TASK ITEM
The word "metadata" marks the lines to keep; find each one in the data and copy it.

ENTRIES PROVIDED
:::::

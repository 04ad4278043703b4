//! Core types shared by the obsingest crates: errors, batch configuration,
//! observation metadata and instrument descriptors.

pub mod config;
pub mod dimension;
pub mod error;
pub mod instrument;
pub mod obs_info;

pub use config::{FailurePolicy, IngestConfig, PropertyRequirement, VisitDefinitionConfig, VisitGrouping};
pub use dimension::{
    DependencyRecord, DimensionRef, DimensionSpec, ExposureRecord, KeyValue, NaturalKey,
    RawDatasetAssociation,
};
pub use error::{Error, ErrorKind, Result};
pub use instrument::{GenericInstrument, InstrumentDefinition, InstrumentDescriptor, InstrumentIdentityProvider};
pub use obs_info::{ObservationInfo, ObservationProperty};
//! Drives each raw file through extract, resolve, build and commit, then
//! assembles the batch report.

use std::fs::File;
use std::io::{self, Read, Seek, SeekFrom};
use std::path::{Path, PathBuf};
use std::sync::atomic::{AtomicBool, Ordering};
use std::sync::Arc;

use chrono::Utc;
use sha2::{Digest, Sha256};
use tokio::sync::Semaphore;
use tracing::{debug, error, info, warn};
use uuid::Uuid;

use obsingest_core::{
    Error, ErrorKind, IngestConfig, InstrumentIdentityProvider, RawDatasetAssociation, Result,
    VisitDefinitionConfig,
};
use obsingest_ingest::{
    read_header, DependencyResolver, ExposureRecordBuilder, ObservationInfoExtractor,
    VisitDefiner,
};
use obsingest_registry::{ExposureInsert, RegistryClient};

use crate::types::*;

/// Everything a worker needs; shared read-only across the batch.
struct BatchContext {
    registry: Arc<dyn RegistryClient>,
    extractor: Arc<dyn ObservationInfoExtractor>,
    resolver: DependencyResolver,
    config: IngestConfig,
}

/// What a worker learned about a file before it finished or failed.
struct FileProgress {
    stage: FileStage,
    exposure_id: Option<i64>,
    detector: Option<i64>,
}

impl FileProgress {
    fn enter(&mut self, stage: FileStage, path: &Path) {
        debug!("{}: {:?} -> {:?}", path.display(), self.stage, stage);
        self.stage = stage;
    }
}

struct Committed {
    dataset_id: Option<String>,
    duplicate: bool,
}

/// Top-level ingestion orchestrator.
pub struct Orchestrator {
    registry: Arc<dyn RegistryClient>,
    extractor: Arc<dyn ObservationInfoExtractor>,
    instruments: Arc<InstrumentIdentityProvider>,
}

impl Orchestrator {
    pub fn new(
        registry: Arc<dyn RegistryClient>,
        extractor: Arc<dyn ObservationInfoExtractor>,
        instruments: Arc<InstrumentIdentityProvider>,
    ) -> Self {
        Self {
            registry,
            extractor,
            instruments,
        }
    }

    /// Ingest `files` and report on each of them.
    ///
    /// Errors only when the batch cannot start: invalid configuration, an
    /// unknown instrument or a malformed dimension graph.
    pub async fn ingest(&self, files: Vec<PathBuf>, config: &IngestConfig) -> Result<IngestReport> {
        self.ingest_with_cancel(files, config, CancelHandle::new())
            .await
    }

    /// Like [`ingest`](Self::ingest); cancelling `cancel` stops dispatching
    /// new files while in-flight files finish their commit or rollback.
    pub async fn ingest_with_cancel(
        &self,
        files: Vec<PathBuf>,
        config: &IngestConfig,
        cancel: CancelHandle,
    ) -> Result<IngestReport> {
        let started_at = Utc::now();
        config.validate()?;
        let descriptor = self.instruments.resolve(&config.instrument)?;
        let instrument = descriptor.name().to_string();
        let resolver = DependencyResolver::new(descriptor)?;

        info!(
            "Ingesting {} file(s) for {} (policy={:?}, workers={}, dry_run={})",
            files.len(),
            instrument,
            config.on_failure,
            config.max_workers,
            config.dry_run
        );

        let ctx = Arc::new(BatchContext {
            registry: self.registry.clone(),
            extractor: self.extractor.clone(),
            resolver,
            config: config.clone(),
        });
        let semaphore = Arc::new(Semaphore::new(config.max_workers));
        let stop = Arc::new(AtomicBool::new(false));
        let mut handles = Vec::with_capacity(files.len());
        let mut cancelled = false;

        for (index, path) in files.iter().enumerate() {
            let permit = semaphore
                .clone()
                .acquire_owned()
                .await
                .map_err(|e| Error::Internal(format!("worker pool closed: {}", e)))?;
            if cancel.is_cancelled() {
                info!("Batch cancelled; {} file(s) not dispatched", files.len() - index);
                cancelled = true;
                break;
            }
            if stop.load(Ordering::SeqCst) {
                break;
            }

            let ctx = ctx.clone();
            let stop = stop.clone();
            let path = path.clone();
            let handle = tokio::task::spawn_blocking(move || {
                let _permit = permit;
                let result = ingest_file(&ctx, path);
                if result.stops_batch(ctx.config.on_failure) {
                    stop.store(true, Ordering::SeqCst);
                }
                result
            });
            handles.push((index, handle));
        }

        let mut results: Vec<Option<IngestResult>> = vec![None; files.len()];
        for (index, handle) in handles {
            let result = match handle.await {
                Ok(r) => r,
                Err(e) => {
                    let err = Error::Internal(format!("worker failed: {}", e));
                    stop.store(true, Ordering::SeqCst);
                    IngestResult::failed(files[index].clone(), FileStage::Pending, &err)
                }
            };
            results[index] = Some(result);
        }
        let results: Vec<IngestResult> = results
            .into_iter()
            .zip(files)
            .map(|(r, path)| r.unwrap_or_else(|| IngestResult::not_attempted(path)))
            .collect();

        let outcome = match results
            .iter()
            .find(|r| r.stops_batch(config.on_failure))
        {
            Some(failed) => {
                let kind = failed.error_kind.unwrap_or(ErrorKind::Internal);
                let reason = failed.reason.clone().unwrap_or_default();
                error!(
                    "Batch aborted at {}: {} ({})",
                    failed.path.display(),
                    reason,
                    kind
                );
                BatchOutcome::Aborted {
                    path: failed.path.clone(),
                    kind,
                    reason,
                }
            }
            None if cancelled => BatchOutcome::Cancelled,
            None => BatchOutcome::Completed,
        };

        let mut report = IngestReport {
            instrument,
            policy: config.on_failure,
            dry_run: config.dry_run,
            outcome,
            results,
            visits: None,
            visit_error: None,
            started_at,
            finished_at: Utc::now(),
        };

        if let Some(visit_config) = config.define_visits {
            if !config.dry_run && report.outcome != BatchOutcome::Cancelled {
                self.define_visits(&mut report, visit_config).await;
            }
        }

        info!(
            "Batch finished: {} succeeded, {} failed, {} not attempted",
            report.count(FileState::Succeeded),
            report.count(FileState::Failed),
            report.count(FileState::NotAttempted)
        );
        report.finished_at = Utc::now();
        Ok(report)
    }

    async fn define_visits(
        &self,
        report: &mut IngestReport,
        visit_config: VisitDefinitionConfig,
    ) {
        let mut exposures: Vec<(String, i64)> = report
            .results
            .iter()
            .filter(|r| r.is_success())
            .filter_map(|r| r.exposure_id)
            .map(|id| (report.instrument.clone(), id))
            .collect();
        exposures.sort();
        exposures.dedup();
        if exposures.is_empty() {
            debug!("No committed exposures; skipping visit definition");
            return;
        }

        let registry = self.registry.clone();
        let outcome = tokio::task::spawn_blocking(move || {
            VisitDefiner::new(registry.as_ref(), visit_config).run(&exposures)
        })
        .await
        .map_err(|e| Error::Internal(format!("visit definition task failed: {}", e)))
        .and_then(|r| r);

        match outcome {
            Ok(visits) => report.visits = Some(visits),
            Err(e) => {
                error!("Visit definition failed: {}", e);
                report.visit_error = Some(e.to_string());
            }
        }
    }
}

/// Run one file through the state machine. Never panics on bad input.
fn ingest_file(ctx: &BatchContext, path: PathBuf) -> IngestResult {
    let mut progress = FileProgress {
        stage: FileStage::Pending,
        exposure_id: None,
        detector: None,
    };

    match run_file(ctx, &path, &mut progress) {
        Ok(committed) => {
            if committed.duplicate {
                info!("{}: already registered, skipped", path.display());
            } else if ctx.config.dry_run {
                info!("{}: dry run, rolled back", path.display());
            } else {
                info!(
                    "{}: ingested exposure {:?} detector {:?}",
                    path.display(),
                    progress.exposure_id,
                    progress.detector
                );
            }
            IngestResult {
                path,
                state: FileState::Succeeded,
                stage: progress.stage,
                exposure_id: progress.exposure_id,
                detector: progress.detector,
                dataset_id: committed.dataset_id,
                duplicate: committed.duplicate,
                dry_run: ctx.config.dry_run,
                error_kind: None,
                reason: None,
            }
        }
        Err(e) => {
            warn!("{}: failed during {:?}: {}", path.display(), progress.stage, e);
            IngestResult {
                exposure_id: progress.exposure_id,
                detector: progress.detector,
                ..IngestResult::failed(path, progress.stage, &e)
            }
        }
    }
}

fn run_file(ctx: &BatchContext, path: &Path, progress: &mut FileProgress) -> Result<Committed> {
    let descriptor = ctx.resolver.descriptor();

    progress.enter(FileStage::Extracting, path);
    let mut file = File::open(path)?;
    let header = read_header(&mut file)?;
    let info = ctx
        .extractor
        .extract(&header, descriptor, &ctx.config.properties)?;
    progress.exposure_id = info.exposure_id;
    progress.detector = info.detector_num;

    progress.enter(FileStage::ResolvingDependencies, path);
    let resolved = ctx.resolver.resolve(ctx.registry.as_ref(), &info)?;

    progress.enter(FileStage::Building, path);
    let record = ExposureRecordBuilder::build(&info, &resolved, descriptor)?;

    file.seek(SeekFrom::Start(0))?;
    let digest = checksum(&mut file)?;

    progress.enter(FileStage::Committing, path);
    let tx = ctx.registry.begin()?;

    if tx.dataset_exists(&record.instrument, record.id, &record.detector)? {
        if ctx.config.strict_duplicates {
            return Err(Error::DuplicateExposure(format!(
                "{} exposure {} detector {} is already registered",
                record.instrument, record.id, record.detector
            )));
        }
        tx.rollback()?;
        return Ok(Committed {
            dataset_id: None,
            duplicate: true,
        });
    }

    let created = ctx.resolver.materialize(tx.as_ref(), &resolved)?;
    debug!(
        "{}: {} new dependency record(s)",
        path.display(),
        created.iter().filter(|o| o.inserted()).count()
    );

    if tx.insert_exposure(&record)? == ExposureInsert::Existing {
        debug!(
            "{}: exposure {} already present, adding detector",
            path.display(),
            record.id
        );
    }

    let association = RawDatasetAssociation {
        dataset_id: Uuid::new_v4().to_string(),
        instrument: record.instrument.clone(),
        exposure_id: record.id,
        detector: record.detector.clone(),
        location: location_of(path),
        checksum: Some(digest),
        ingested_at: Utc::now(),
    };
    tx.associate_dataset(&association)?;

    if ctx.config.dry_run {
        tx.rollback()?;
    } else {
        tx.commit()?;
    }
    Ok(Committed {
        dataset_id: Some(association.dataset_id),
        duplicate: false,
    })
}

fn location_of(path: &Path) -> String {
    std::fs::canonicalize(path)
        .unwrap_or_else(|_| path.to_path_buf())
        .display()
        .to_string()
}

/// SHA-256 of everything left in `reader`, hex encoded.
pub fn checksum<R: Read>(reader: &mut R) -> Result<String> {
    let mut hasher = Sha256::new();
    io::copy(reader, &mut hasher)?;
    Ok(hex::encode(hasher.finalize()))
}
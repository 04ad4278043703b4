//! Normalized per-file observation metadata.

use std::collections::BTreeMap;

use chrono::{DateTime, Duration, Utc};
use serde::{Deserialize, Serialize};

use crate::dimension::KeyValue;
use crate::error::{Error, Result};

/// A standard observation property that an extractor can be asked for.
#[derive(Debug, Clone, Copy, PartialEq, Eq, Hash, PartialOrd, Ord, Serialize, Deserialize)]
#[serde(rename_all = "snake_case")]
pub enum ObservationProperty {
    Instrument,
    DetectorNum,
    DetectorName,
    ExposureId,
    ObservationId,
    DatetimeBegin,
    DatetimeEnd,
    ExposureTime,
    PhysicalFilter,
    ObservationType,
    GroupName,
    GroupId,
    ScienceProgram,
    TargetName,
    ObservationReason,
}

impl ObservationProperty {
    pub const ALL: [ObservationProperty; 15] = [
        Self::Instrument,
        Self::DetectorNum,
        Self::DetectorName,
        Self::ExposureId,
        Self::ObservationId,
        Self::DatetimeBegin,
        Self::DatetimeEnd,
        Self::ExposureTime,
        Self::PhysicalFilter,
        Self::ObservationType,
        Self::GroupName,
        Self::GroupId,
        Self::ScienceProgram,
        Self::TargetName,
        Self::ObservationReason,
    ];

    pub fn as_str(&self) -> &'static str {
        match self {
            Self::Instrument => "instrument",
            Self::DetectorNum => "detector_num",
            Self::DetectorName => "detector_name",
            Self::ExposureId => "exposure_id",
            Self::ObservationId => "observation_id",
            Self::DatetimeBegin => "datetime_begin",
            Self::DatetimeEnd => "datetime_end",
            Self::ExposureTime => "exposure_time",
            Self::PhysicalFilter => "physical_filter",
            Self::ObservationType => "observation_type",
            Self::GroupName => "group_name",
            Self::GroupId => "group_id",
            Self::ScienceProgram => "science_program",
            Self::TargetName => "target_name",
            Self::ObservationReason => "observation_reason",
        }
    }

    pub fn from_name(name: &str) -> Option<Self> {
        Self::ALL.iter().copied().find(|p| p.as_str() == name)
    }
}

impl std::fmt::Display for ObservationProperty {
    fn fmt(&self, f: &mut std::fmt::Formatter<'_>) -> std::fmt::Result {
        f.write_str(self.as_str())
    }
}

/// Immutable observation metadata for one raw file.
///
/// Built once by an extractor and only read afterwards. Fields the run did
/// not request, or that the header did not carry, are `None`.
#[derive(Debug, Clone, Default, PartialEq, Serialize, Deserialize)]
pub struct ObservationInfo {
    pub instrument: Option<String>,
    pub detector_num: Option<i64>,
    pub detector_name: Option<String>,
    pub exposure_id: Option<i64>,
    pub observation_id: Option<String>,
    pub datetime_begin: Option<DateTime<Utc>>,
    pub datetime_end: Option<DateTime<Utc>>,
    /// Exposure duration in seconds.
    pub exposure_time: Option<f64>,
    pub physical_filter: Option<String>,
    pub observation_type: Option<String>,
    pub group_name: Option<String>,
    pub group_id: Option<i64>,
    pub science_program: Option<String>,
    pub target_name: Option<String>,
    pub observation_reason: Option<String>,
    /// Instrument-specific values keyed by name.
    #[serde(default)]
    pub extra: BTreeMap<String, serde_json::Value>,
}

impl ObservationInfo {
    pub fn has(&self, property: ObservationProperty) -> bool {
        self.value_of(property.as_str()).is_some()
    }

    /// Look up a standard property or an `extra` entry by name.
    pub fn value_of(&self, name: &str) -> Option<serde_json::Value> {
        use serde_json::Value;
        let standard = match ObservationProperty::from_name(name) {
            Some(p) => p,
            None => return self.extra.get(name).filter(|v| !v.is_null()).cloned(),
        };
        match standard {
            ObservationProperty::Instrument => self.instrument.clone().map(Value::from),
            ObservationProperty::DetectorNum => self.detector_num.map(Value::from),
            ObservationProperty::DetectorName => self.detector_name.clone().map(Value::from),
            ObservationProperty::ExposureId => self.exposure_id.map(Value::from),
            ObservationProperty::ObservationId => self.observation_id.clone().map(Value::from),
            ObservationProperty::DatetimeBegin => {
                self.datetime_begin.map(|t| Value::from(t.to_rfc3339()))
            }
            ObservationProperty::DatetimeEnd => {
                self.datetime_end.map(|t| Value::from(t.to_rfc3339()))
            }
            ObservationProperty::ExposureTime => self.exposure_time.map(Value::from),
            ObservationProperty::PhysicalFilter => self.physical_filter.clone().map(Value::from),
            ObservationProperty::ObservationType => {
                self.observation_type.clone().map(Value::from)
            }
            ObservationProperty::GroupName => self.group_name.clone().map(Value::from),
            ObservationProperty::GroupId => self.group_id.map(Value::from),
            ObservationProperty::ScienceProgram => self.science_program.clone().map(Value::from),
            ObservationProperty::TargetName => self.target_name.clone().map(Value::from),
            ObservationProperty::ObservationReason => {
                self.observation_reason.clone().map(Value::from)
            }
        }
    }

    /// Value of `name` as a natural-key component.
    pub fn key_value_of(&self, name: &str) -> Option<KeyValue> {
        match self.value_of(name)? {
            serde_json::Value::String(s) => Some(KeyValue::Str(s)),
            serde_json::Value::Number(n) => n.as_i64().map(KeyValue::Int),
            _ => None,
        }
    }

    pub fn require_instrument(&self) -> Result<&str> {
        self.instrument
            .as_deref()
            .ok_or_else(|| Error::Resolution("observation has no instrument".into()))
    }

    pub fn require_detector(&self) -> Result<i64> {
        self.detector_num
            .ok_or_else(|| Error::Resolution("observation has no detector number".into()))
    }

    pub fn require_exposure_id(&self) -> Result<i64> {
        self.exposure_id
            .ok_or_else(|| Error::Resolution("observation has no exposure id".into()))
    }

    /// Representative timestamp of the observation.
    ///
    /// Midpoint of begin and end when both are known, otherwise begin plus
    /// half the exposure time, otherwise begin.
    pub fn observation_timestamp(&self) -> Option<DateTime<Utc>> {
        let begin = self.datetime_begin?;
        if let Some(end) = self.datetime_end {
            return Some(begin + (end - begin) / 2);
        }
        match self.exposure_time {
            Some(secs) if secs.is_finite() && secs >= 0.0 => {
                let half_ns = (secs * 1e9 / 2.0).round() as i64;
                Some(begin + Duration::nanoseconds(half_ns))
            }
            _ => Some(begin),
        }
    }

    /// End of the observation, inferred from begin and exposure time when the header omits it.
    pub fn effective_end(&self) -> Option<DateTime<Utc>> {
        if self.datetime_end.is_some() {
            return self.datetime_end;
        }
        let begin = self.datetime_begin?;
        let secs = self.exposure_time.filter(|s| s.is_finite() && *s >= 0.0)?;
        Some(begin + Duration::nanoseconds((secs * 1e9).round() as i64))
    }

    /// Observing-night date (YYYYMMDD) of the start time shifted by `offset_hours`.
    pub fn day_obs(&self, offset_hours: i64) -> Option<i64> {
        let shifted = self.datetime_begin? - Duration::hours(offset_hours);
        shifted.format("%Y%m%d").to_string().parse().ok()
    }

    pub fn is_science(&self) -> bool {
        self.observation_type.as_deref() == Some("science")
    }
}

:::::

ANSWER BOX
//! observation metadata and instrument descriptors.
//! Normalized per-file observation metadata.
/// Immutable observation metadata for one raw file.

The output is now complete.